Research suggests that Montagu-Mullard became plain Mullard in the late 1930s: around this time he moved to the Essex Road. While many others of his class and background sought to embrace the common man, he alone actually strove to become the common man. Two years with notebook and pen studying the niceties of the East End tongue in a Hackney fruitmonger's made his transformation complete: henceforth, he would be known as Arthur Mullard, the nation's best-loved cockney.
It is one of the many peculiarities of the English class system that while the second son of the Earl of Abercrombie and Neath was busily moving down the social structure, two of his most brutish fellow regulars in the Old Mother Goose in Hackney had determined, by hook or by crook, to move themselves upwards. One of these was a young boxer known to one and all as Tony the Pow, the only man ever to last the full 12 rounds with Wallis "Jaws" Simpson before the notorious sex-change. But Tony had decided at an early age that boxing was a means and not an end: it was his ambition to be taken seriously as a novelist and man of letters, with the eventual aim of achieving a knighthood for services to literature. Surveying the world of English letters, he soon realised that a cockney accent, a pair of boxing gloves and a broken nose were rare among the literati, Edith Sitwell's early career as a successful bouncer notwithstanding.
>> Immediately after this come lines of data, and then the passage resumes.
use axum::{
    extract::{Path, Query, State},
    response::IntoResponse,
    Json,
};
use serde::Deserialize;
use tracing::info;
use uuid::Uuid;

use super::common::success_response;
use crate::{auth::AuthUser, errors::ServiceError, services::orders::AdminOrderFilter, AppState};

#[derive(Debug, Default, Deserialize)]
pub struct StatusPatch {
    pub status: Option<String>,
}

pub async fn list_orders(
    State(state): State<AppState>,
    Query(filter): Query<AdminOrderFilter>,
) -> Result<impl IntoResponse, ServiceError> {
    let page = state.services.orders.admin_list(filter).await?;
    Ok(success_response(page))
}

pub async fn get_order(
    State(state): State<AppState>,
    Path(id): Path<Uuid>,
) -> Result<impl IntoResponse, ServiceError> {
    let order = state.services.orders.admin_get(id).await?;
    Ok(success_response(order))
}

/// Status override; bypasses the order lifecycle.
pub async fn set_order_status(
    State(state): State<AppState>,
    admin: AuthUser,
    Path(id): Path<Uuid>,
    Json(payload): Json<StatusPatch>,
) -> Result<impl IntoResponse, ServiceError> {
    let change = state
        .services
        .orders
        .admin_set_status(id, payload.status.as_deref())
        .await?;
    info!(admin_id = %admin.user_id, order_id = %id, status = %change.status, "Admin status override");
    Ok(success_response(change))
}
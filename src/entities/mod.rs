pub mod cart;
pub mod cart_item;
pub mod category;
pub mod customer;
pub mod flower;
pub mod notification_job;
pub mod order;
pub mod order_item;

pub use order::{OrderStatus, PaymentMethod, PaymentStatus};
pub use notification_job::{JobStatus, NotificationKind};
use std::sync::Arc;

use chrono::Utc;
use rust_decimal::Decimal;
use sea_orm::{
    sea_query::OnConflict, ActiveModelTrait, ActiveValue::Set, ColumnTrait, ConnectionTrait,
    DatabaseConnection, EntityTrait, ModelTrait, QueryFilter, QueryOrder,
};
use serde::{Deserialize, Serialize};
use tracing::{debug, info, instrument};
use uuid::Uuid;
use validator::Validate;

use super::customers::CustomerService;
use crate::{
    auth::AuthUser,
    entities::{cart, cart_item, flower},
    errors::ServiceError,
    payments::round_money,
};

#[derive(Debug, Clone, Deserialize, Validate)]
pub struct AddCartItem {
    pub flower_id: i32,
    #[validate(range(min = 1, message = "Quantity must be at least 1"))]
    #[serde(default = "default_quantity")]
    pub quantity: i32,
}

fn default_quantity() -> i32 {
    1
}

#[derive(Debug, Clone, Deserialize)]
pub struct UpdateCartItem {
    pub quantity: Option<i32>,
}

#[derive(Debug, Clone, Serialize)]
pub struct CartLine {
    pub id: Uuid,
    pub flower_id: i32,
    pub flower_name: String,
    pub unit_price: Decimal,
    pub quantity: i32,
    pub line_total: Decimal,
}

impl CartLine {
    fn new(item: cart_item::Model, flower: &flower::Model) -> Self {
        let unit_price = round_money(flower.price);
        Self {
            id: item.id,
            flower_id: item.flower_id,
            flower_name: flower.name.clone(),
            unit_price,
            quantity: item.quantity,
            line_total: unit_price * Decimal::from(item.quantity),
        }
    }
}

#[derive(Debug, Clone, Serialize)]
pub struct CartView {
    pub id: Uuid,
    pub items: Vec<CartLine>,
    pub total: Decimal,
}

fn stock_error(stock: i32, in_cart: i32) -> ServiceError {
    ServiceError::InsufficientStock(format!(
        "Only {} units available. You already have {} in cart.",
        stock, in_cart
    ))
}

/// One cart per customer, created on first use.
#[derive(Clone)]
pub struct CartService {
    db: Arc<DatabaseConnection>,
}

impl CartService {
    pub fn new(db: Arc<DatabaseConnection>) -> Self {
        Self { db }
    }

    async fn cart_for<C: ConnectionTrait>(
        conn: &C,
        customer_id: Uuid,
    ) -> Result<cart::Model, ServiceError> {
        let now = Utc::now();
        cart::Entity::insert(cart::ActiveModel {
            id: Set(Uuid::new_v4()),
            customer_id: Set(customer_id),
            created_at: Set(now),
            updated_at: Set(now),
        })
        .on_conflict(
            OnConflict::column(cart::Column::CustomerId)
                .do_nothing()
                .to_owned(),
        )
        .exec_without_returning(conn)
        .await
        .map_err(ServiceError::db_error)?;

        cart::Entity::find()
            .filter(cart::Column::CustomerId.eq(customer_id))
            .one(conn)
            .await
            .map_err(ServiceError::db_error)?
            .ok_or_else(|| ServiceError::InternalError("Cart could not be created".to_string()))
    }

    async fn owned_item(
        &self,
        cart: &cart::Model,
        item_id: Uuid,
    ) -> Result<(cart_item::Model, flower::Model), ServiceError> {
        let found = cart_item::Entity::find_by_id(item_id)
            .filter(cart_item::Column::CartId.eq(cart.id))
            .find_also_related(flower::Entity)
            .one(&*self.db)
            .await
            .map_err(ServiceError::db_error)?;

        match found {
            Some((item, Some(flower))) => Ok((item, flower)),
            _ => Err(ServiceError::NotFound(format!(
                "Cart item {} not found",
                item_id
            ))),
        }
    }

    #[instrument(skip(self, user), fields(user_id = %user.user_id))]
    pub async fn view(&self, user: &AuthUser) -> Result<CartView, ServiceError> {
        let customer = CustomerService::provision_on(&*self.db, user).await?;
        let cart = Self::cart_for(&*self.db, customer.id).await?;

        let rows = cart_item::Entity::find()
            .filter(cart_item::Column::CartId.eq(cart.id))
            .find_also_related(flower::Entity)
            .order_by_asc(cart_item::Column::AddedAt)
            .all(&*self.db)
            .await
            .map_err(ServiceError::db_error)?;

        let items: Vec<CartLine> = rows
            .into_iter()
            .filter_map(|(item, flower)| flower.map(|f| CartLine::new(item, &f)))
            .collect();
        let total = round_money(items.iter().map(|l| l.line_total).sum());

        Ok(CartView {
            id: cart.id,
            items,
            total,
        })
    }

    /// Adds `quantity` of a flower, merging with an existing line.
    #[instrument(skip(self, user, input), fields(user_id = %user.user_id, flower_id = input.flower_id))]
    pub async fn add_item(
        &self,
        user: &AuthUser,
        input: AddCartItem,
    ) -> Result<CartLine, ServiceError> {
        input.validate()?;

        let flower = flower::Entity::find_by_id(input.flower_id)
            .one(&*self.db)
            .await
            .map_err(ServiceError::db_error)?
            .ok_or_else(|| ServiceError::NotFound(format!("Flower {} not found", input.flower_id)))?;

        let customer = CustomerService::provision_on(&*self.db, user).await?;
        let cart = Self::cart_for(&*self.db, customer.id).await?;

        let existing = cart_item::Entity::find()
            .filter(cart_item::Column::CartId.eq(cart.id))
            .filter(cart_item::Column::FlowerId.eq(flower.id))
            .one(&*self.db)
            .await
            .map_err(ServiceError::db_error)?;

        let in_cart = existing.as_ref().map(|i| i.quantity).unwrap_or(0);
        if in_cart + input.quantity > flower.stock {
            return Err(stock_error(flower.stock, in_cart));
        }

        let item = match existing {
            Some(item) => {
                let mut active: cart_item::ActiveModel = item.into();
                active.quantity = Set(in_cart + input.quantity);
                active.update(&*self.db).await
            }
            None => {
                cart_item::ActiveModel {
                    id: Set(Uuid::new_v4()),
                    cart_id: Set(cart.id),
                    flower_id: Set(flower.id),
                    quantity: Set(input.quantity),
                    added_at: Set(Utc::now()),
                }
                .insert(&*self.db)
                .await
            }
        }
        .map_err(ServiceError::db_error)?;

        info!(cart_id = %cart.id, quantity = item.quantity, "Cart item saved");
        Ok(CartLine::new(item, &flower))
    }

    /// Sets the absolute quantity of a line. `None` is returned when the
    /// quantity was zero or negative and the line was removed.
    #[instrument(skip(self, user), fields(user_id = %user.user_id, item_id = %item_id))]
    pub async fn update_item(
        &self,
        user: &AuthUser,
        item_id: Uuid,
        quantity: i32,
    ) -> Result<Option<CartLine>, ServiceError> {
        let customer = CustomerService::provision_on(&*self.db, user).await?;
        let cart = Self::cart_for(&*self.db, customer.id).await?;
        let (item, flower) = self.owned_item(&cart, item_id).await?;

        if quantity <= 0 {
            item.delete(&*self.db).await.map_err(ServiceError::db_error)?;
            debug!("Cart item removed by zero quantity");
            return Ok(None);
        }

        if quantity > flower.stock {
            return Err(stock_error(flower.stock, item.quantity));
        }

        let mut active: cart_item::ActiveModel = item.into();
        active.quantity = Set(quantity);
        let item = active
            .update(&*self.db)
            .await
            .map_err(ServiceError::db_error)?;

        Ok(Some(CartLine::new(item, &flower)))
    }

    #[instrument(skip(self, user), fields(user_id = %user.user_id, item_id = %item_id))]
    pub async fn remove_item(&self, user: &AuthUser, item_id: Uuid) -> Result<(), ServiceError> {
        let customer = CustomerService::provision_on(&*self.db, user).await?;
        let cart = Self::cart_for(&*self.db, customer.id).await?;
        let (item, _) = self.owned_item(&cart, item_id).await?;
        item.delete(&*self.db).await.map_err(ServiceError::db_error)?;
        Ok(())
    }

    /// Empties the customer's cart on `conn`. Returns the number of lines removed.
    pub async fn clear<C: ConnectionTrait>(conn: &C, customer_id: Uuid) -> Result<u64, ServiceError> {
        let cart = cart::Entity::find()
            .filter(cart::Column::CustomerId.eq(customer_id))
            .one(conn)
            .await
            .map_err(ServiceError::db_error)?;

        let Some(cart) = cart else {
            return Ok(0);
        };

        let result = cart_item::Entity::delete_many()
            .filter(cart_item::Column::CartId.eq(cart.id))
            .exec(conn)
            .await
            .map_err(ServiceError::db_error)?;
        Ok(result.rows_affected)
    }
}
With this in mind, he played hookey from the gymnasium, gained a place in night school, and acquainted himself with the ins and outs of the upper- class life. Few people today realise that the first five books in the Dance to the Music of Time sequence were written between bouts at the Hackney Empire; the occasional longueurs in the prose may be put down to the fact that Anthony Powell, as he had then become, wrote much of the original manuscript with his hands still clad in boxing gloves.
Another of Arthur's contemporaries in the historic public house was the young Terry Worst. Mustard-keen to make his mark, Terry vowed that a future serving as second-string to his father behind the "Worst Whelks" stall in Upper Street was not for him. Many a butler and liveried servant was to shop at his stall over the next four years, and in a series of looseleaf notebooks Terry jotted down everything he learnt of life among the aristocracy in the English Country House. Needless to say, he learnt almost as much about his intended quarry from his fellow-quaffer Arthur Montagu-Mullard, who proved as enthusiastic in dispersing his knowledge as Terry proved in acquiring it.
Soon, Terry was in demand for his varied and energetic set of opinions on all aspects of the British upper classes. Nowadays, as Sir Peregrine Worsthorne, he is able to look back over a lifetime of helping to mould the opinions of the great and the good. But I sometimes wonder whether, as he tucks himself in his thick linen sheets at night, he ever finds time to recall those far-off days in that snug, days spent swapping accents with the late, great Arthur Mullard in the hurly-burly that is English social life.